Exercise prompt
Please repeat only the stretch of records running from the first line through the line that contains "pub struct DiscoveredEdge".

Source material Block Start

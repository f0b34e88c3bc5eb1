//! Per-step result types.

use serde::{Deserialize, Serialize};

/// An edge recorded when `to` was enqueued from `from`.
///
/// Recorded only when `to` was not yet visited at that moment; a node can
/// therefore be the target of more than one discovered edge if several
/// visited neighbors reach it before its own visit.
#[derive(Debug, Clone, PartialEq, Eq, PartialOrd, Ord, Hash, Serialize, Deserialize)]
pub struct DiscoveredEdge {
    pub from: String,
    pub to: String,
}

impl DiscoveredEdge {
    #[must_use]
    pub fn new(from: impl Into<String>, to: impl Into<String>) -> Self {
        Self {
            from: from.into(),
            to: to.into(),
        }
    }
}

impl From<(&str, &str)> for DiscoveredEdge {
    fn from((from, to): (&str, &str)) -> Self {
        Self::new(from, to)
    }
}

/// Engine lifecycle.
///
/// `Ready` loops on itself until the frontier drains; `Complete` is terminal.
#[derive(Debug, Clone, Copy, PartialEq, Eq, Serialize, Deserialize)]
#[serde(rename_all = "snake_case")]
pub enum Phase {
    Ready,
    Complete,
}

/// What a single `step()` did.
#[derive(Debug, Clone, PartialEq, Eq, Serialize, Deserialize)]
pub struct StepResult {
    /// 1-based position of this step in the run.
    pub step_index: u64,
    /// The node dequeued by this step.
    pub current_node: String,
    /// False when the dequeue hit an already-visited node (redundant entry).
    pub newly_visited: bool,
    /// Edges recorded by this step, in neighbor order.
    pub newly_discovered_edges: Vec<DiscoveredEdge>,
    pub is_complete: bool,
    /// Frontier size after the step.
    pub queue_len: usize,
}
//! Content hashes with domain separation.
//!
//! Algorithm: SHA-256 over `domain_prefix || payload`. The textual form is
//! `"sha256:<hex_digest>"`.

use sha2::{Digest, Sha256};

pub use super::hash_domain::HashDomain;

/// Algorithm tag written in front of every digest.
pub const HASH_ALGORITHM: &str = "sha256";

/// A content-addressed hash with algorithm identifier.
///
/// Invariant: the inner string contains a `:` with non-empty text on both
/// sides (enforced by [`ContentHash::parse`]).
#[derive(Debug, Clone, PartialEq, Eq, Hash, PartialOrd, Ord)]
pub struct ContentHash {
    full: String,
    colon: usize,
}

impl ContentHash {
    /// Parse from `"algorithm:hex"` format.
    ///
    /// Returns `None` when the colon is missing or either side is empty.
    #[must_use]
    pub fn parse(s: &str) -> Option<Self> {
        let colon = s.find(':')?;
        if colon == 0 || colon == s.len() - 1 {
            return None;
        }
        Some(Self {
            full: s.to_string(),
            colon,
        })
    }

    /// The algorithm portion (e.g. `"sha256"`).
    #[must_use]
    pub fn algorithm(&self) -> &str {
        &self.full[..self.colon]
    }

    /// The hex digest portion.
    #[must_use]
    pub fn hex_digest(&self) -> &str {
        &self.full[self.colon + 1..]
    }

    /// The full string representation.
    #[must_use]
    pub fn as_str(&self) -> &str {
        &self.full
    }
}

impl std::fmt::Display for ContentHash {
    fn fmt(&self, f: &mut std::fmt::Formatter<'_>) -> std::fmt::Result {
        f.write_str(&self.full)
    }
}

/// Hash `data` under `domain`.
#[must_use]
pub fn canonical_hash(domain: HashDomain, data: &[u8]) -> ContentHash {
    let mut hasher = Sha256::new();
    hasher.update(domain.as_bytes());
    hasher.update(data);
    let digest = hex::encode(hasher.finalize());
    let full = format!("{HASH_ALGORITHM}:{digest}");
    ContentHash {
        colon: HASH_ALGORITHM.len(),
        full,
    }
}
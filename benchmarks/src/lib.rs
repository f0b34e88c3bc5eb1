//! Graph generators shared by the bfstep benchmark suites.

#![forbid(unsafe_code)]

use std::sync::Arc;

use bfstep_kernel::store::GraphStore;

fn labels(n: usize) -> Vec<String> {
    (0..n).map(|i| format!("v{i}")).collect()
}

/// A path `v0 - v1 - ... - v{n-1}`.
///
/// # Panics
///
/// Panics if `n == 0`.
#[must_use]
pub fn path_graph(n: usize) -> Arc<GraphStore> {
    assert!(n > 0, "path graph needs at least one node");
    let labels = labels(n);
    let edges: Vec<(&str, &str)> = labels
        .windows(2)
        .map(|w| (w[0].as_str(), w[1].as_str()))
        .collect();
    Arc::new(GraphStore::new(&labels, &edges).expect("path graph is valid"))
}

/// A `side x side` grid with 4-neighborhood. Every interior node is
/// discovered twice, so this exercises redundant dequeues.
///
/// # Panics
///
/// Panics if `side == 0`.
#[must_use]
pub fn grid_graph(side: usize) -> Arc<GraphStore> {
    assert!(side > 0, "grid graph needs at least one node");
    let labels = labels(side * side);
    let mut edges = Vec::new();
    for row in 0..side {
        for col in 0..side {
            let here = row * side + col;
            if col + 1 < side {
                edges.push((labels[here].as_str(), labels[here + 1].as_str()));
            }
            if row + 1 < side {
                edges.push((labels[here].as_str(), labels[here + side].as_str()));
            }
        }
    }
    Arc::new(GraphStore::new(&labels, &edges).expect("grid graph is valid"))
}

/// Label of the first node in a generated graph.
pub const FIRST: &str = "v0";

Source material Block End

Solution for this exercise
repository f0b34e88c3bc5eb1
//! Per-step result types.

use serde::{Deserialize, Serialize};

/// An edge recorded when `to` was enqueued from `from`.
///
/// Recorded only when `to` was not yet visited at that moment; a node can
/// therefore be the target of more than one discovered edge if several
/// visited neighbors reach it before its own visit.
#[derive(Debug, Clone, PartialEq, Eq, PartialOrd, Ord, Hash, Serialize, Deserialize)]
pub struct DiscoveredEdge {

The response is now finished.